Sometimes the joys of waiting for tools is you simply can’t wait. No matter how happily the tools will take care of the grunt work without getting tired or bored, sometimes you can’t let them.
Time is rarely on your side when it comes to work and sometimes the schedule just won’t allow waiting for the tools. When it comes to testing like dynamic analysis of a website, sometimes the schedule further restricts your time so you do not impact other dev or testing work. You probably do not have exclusive access to the testing environment after all and rapid, automated testing of a web site can have a significant impact. You might be restricted to after hours scanning. You will probably have to finish the testing by a certain date and maybe the tool just can’t meet that deadline give the other constraints.

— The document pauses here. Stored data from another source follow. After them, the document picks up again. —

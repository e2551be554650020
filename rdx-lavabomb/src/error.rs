//! Error types for lavabomb.

use std::path::PathBuf;

/// Result type alias for lavabomb operations.
pub type Result<T> = std::result::Result<T, LavaError>;

/// Errors that can occur while building or running the engine.
#[derive(Debug, thiserror::Error)]
pub enum LavaError {
    /// The engine settings are unusable (for example a zero run budget).
    #[error("Invalid engine settings: {0}")]
    Construction(String),

    /// The noise mapping could not be opened or read.
    #[error("Failed to read {}: {source}", path.display())]
    Io {
        /// Path of the mapping that failed
        path: PathBuf,
        /// The underlying IO error
        #[source]
        source: std::io::Error,
    },

    /// The noise mapping is malformed or a field has the wrong type.
    #[error("Failed to decode {}: {source}", path.display())]
    Decode {
        /// Path of the mapping that failed
        path: PathBuf,
        /// The underlying JSON error
        #[source]
        source: serde_json::Error,
    },

    /// A sink could not render a line.
    #[error("Failed to render line: {0}")]
    Render(#[source] std::io::Error),

    /// The engine settings file or environment could not be loaded.
    #[error("Failed to load engine settings: {0}")]
    Settings(#[from] ::config::ConfigError),

    /// A component task panicked or was aborted.
    #[error("Component task failed: {0}")]
    Task(String),
}

impl LavaError {
    /// Shorthand for a [`LavaError::Construction`].
    pub fn construction(msg: impl Into<String>) -> Self {
        Self::Construction(msg.into())
    }
}

impl From<tokio::task::JoinError> for LavaError {
    fn from(err: tokio::task::JoinError) -> Self {
        LavaError::Task(err.to_string())
    }
}
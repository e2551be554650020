//! The three cadence timers and the run budget they share.

use crate::common::Cadence;
use std::pin::Pin;
use std::time::Duration;
use tokio::time::{interval_at, sleep_until, Instant, Interval, MissedTickBehavior, Sleep};

/// What the clock produced on one wakeup.
#[derive(Debug, Clone, Copy, PartialEq, Eq)]
pub enum Beat {
    /// A cadence timer fired at its scheduled instant.
    Tick { cadence: Cadence, at: Instant },
    /// Elapsed time has exceeded the run budget.
    BudgetSpent,
}

/// Drives the second, minute and hour timers against one run budget.
///
/// All timers start together and first fire one full period after `start`.
/// When several deadlines coincide, the finer cadence is reported first, and
/// any tick scheduled at or before the budget boundary is reported before
/// [`Beat::BudgetSpent`].
pub struct CadenceClock {
    start: Instant,
    budget: Duration,
    second: Interval,
    minute: Interval,
    hour: Interval,
    deadline: Pin<Box<Sleep>>,
}

impl CadenceClock {
    /// Starts all three timers now.
    pub fn start(budget: Duration) -> Self {
        Self::start_at(Instant::now(), budget)
    }

    pub fn start_at(start: Instant, budget: Duration) -> Self {
        Self {
            start,
            budget,
            second: cadence_interval(start, Cadence::Second),
            minute: cadence_interval(start, Cadence::Minute),
            hour: cadence_interval(start, Cadence::Hour),
            deadline: Box::pin(sleep_until(start + budget)),
        }
    }

    pub fn started_at(&self) -> Instant {
        self.start
    }

    /// Returns `true` once `at` lies strictly past the budget.
    pub fn is_spent(&self, at: Instant) -> bool {
        at.saturating_duration_since(self.start) > self.budget
    }

    /// Waits for the next timer fire or for the budget to run out.
    ///
    /// Cancellation safe: dropping the future loses no tick.
    pub async fn next(&mut self) -> Beat {
        let (cadence, at) = tokio::select! {
            biased;
            at = self.second.tick() => (Cadence::Second, at),
            at = self.minute.tick() => (Cadence::Minute, at),
            at = self.hour.tick() => (Cadence::Hour, at),
            _ = &mut self.deadline => return Beat::BudgetSpent,
        };
        if self.is_spent(at) {
            Beat::BudgetSpent
        } else {
            Beat::Tick { cadence, at }
        }
    }
}

fn cadence_interval(start: Instant, cadence: Cadence) -> Interval {
    let period = cadence.period();
    let mut interval = interval_at(start + period, period);
    interval.set_missed_tick_behavior(MissedTickBehavior::Delay);
    interval
}
// Job description intake: pasted text, or a URL scraped through the completion service.

pub mod handlers;
pub mod prompts;
pub mod resolver;
pub mod scraper;
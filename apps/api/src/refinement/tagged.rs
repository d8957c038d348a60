//! Tagged-output grammar for chat refinement responses.
//!
//! ```text
//! response    := text* bullets? text* explanation? text*
//! bullets     := "<BULLETS>" body "</BULLETS>"
//! explanation := "<RESPONSE>" body "</RESPONSE>"
//! ```
//!
//! Each region is optional and independent. A region is the text between the first
//! opening tag and the first closing tag after it, trimmed. An unclosed or blank
//! region counts as absent.

pub const BULLETS_OPEN: &str = "<BULLETS>";
pub const BULLETS_CLOSE: &str = "</BULLETS>";
pub const RESPONSE_OPEN: &str = "<RESPONSE>";
pub const RESPONSE_CLOSE: &str = "</RESPONSE>";

#[derive(Debug, Default, Clone, Copy, PartialEq, Eq)]
pub struct TaggedResponse<'a> {
    pub bullets: Option<&'a str>,
    pub explanation: Option<&'a str>,
}

pub fn parse_tagged(response: &str) -> TaggedResponse<'_> {
    TaggedResponse {
        bullets: region(response, BULLETS_OPEN, BULLETS_CLOSE),
        explanation: region(response, RESPONSE_OPEN, RESPONSE_CLOSE),
    }
}

/// Untagged fallback: every line that starts with `- ` or `* `, trimmed, marker kept.
/// `None` when there are no such lines.
pub fn marker_lines(response: &str) -> Option<String> {
    let lines: Vec<&str> = response
        .lines()
        .map(str::trim)
        .filter(|line| line.starts_with("- ") || line.starts_with("* "))
        .collect();

    if lines.is_empty() {
        None
    } else {
        Some(lines.join("\n"))
    }
}

fn region<'a>(text: &'a str, open: &str, close: &str) -> Option<&'a str> {
    let start = text.find(open)? + open.len();
    let len = text[start..].find(close)?;
    let body = text[start..start + len].trim();
    (!body.is_empty()).then_some(body)
}
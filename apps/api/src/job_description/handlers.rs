//! Axum route handlers for the Job Description API.

use axum::{extract::State, Json};
use serde::{Deserialize, Serialize};

use crate::errors::AppError;
use crate::state::AppState;

#[derive(Debug, Deserialize)]
pub struct ScrapeRequest {
    #[serde(default)]
    pub url: Option<String>,
}

#[derive(Debug, Serialize)]
#[serde(rename_all = "camelCase")]
pub struct ScrapeResponse {
    pub job_description: String,
}

/// POST /api/v1/jd/scrape
///
/// Extracts the job description behind a URL. Lets the client preview the scrape
/// before refining.
pub async fn handle_scrape(
    State(state): State<AppState>,
    Json(request): Json<ScrapeRequest>,
) -> Result<Json<ScrapeResponse>, AppError> {
    let url = request
        .url
        .as_deref()
        .map(str::trim)
        .filter(|u| !u.is_empty())
        .ok_or_else(|| AppError::MissingInput("URL is required".to_string()))?;

    let job_description = state.scraper.scrape_text(url).await?;

    Ok(Json(ScrapeResponse { job_description }))
}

As good as the software security tools can be, they still lack a lot of smarts and judgement. We humans can know when we are approaching a deadline and adjust our approach accordingly. We can change priorities. We can say we’ve seen enough of this and decide to concentrate on that. We can decide if a certain type testing is providing a lot of false positive we should focus on testing that provides true positives. We can decide to call an issue systemic if we see the same results over and over and over again so there is little reason to keep testing for it if we need to spend the time we have elsewhere.
The tools can’t do that. They just chug merrily along doing the drudge work. The same thing over and over and over no matter how long it takes. The very thing that makes them great at doing that tedious stuff can make them very bad at meeting a deadline.
So we have to do it for them. We have to provide that judgement for the tools.
We know the schedule and need to judge how the tool is progressing against that schedule. If it isn’t going to make it, we need to make the changes the tool can’t make on its own. Lots of false positives on one test, turn it off. Lots of true positives one a particular test call it a systemic problem and stop testing it so there is time for other tests. Have a web page with a whole lot of fields on it to be tested, exclude it from the main test and do it separately so that one page doesn’t consume too much of the testing time. Maybe the website is on an under-powered server and on a slow connection and reducing the number of testing threads may actually speed things up. If the tool seems to think its session has expired and keeps logging on, maybe its in session testing relies on a part of the gui that the testing bypasses and you need to switch to out of session detection so it stops wasting time logging in when it doesn’t have to.
Sometimes we do not have the luxury of waiting for the tools to do their jobs. Since the tools don’t get bored, they don’t watch the clock. We can and we must. We know how to take short cuts and can make the judgement call when we know it is necessary. We poor, easily bored humans need to provide the judgement the tools can’t.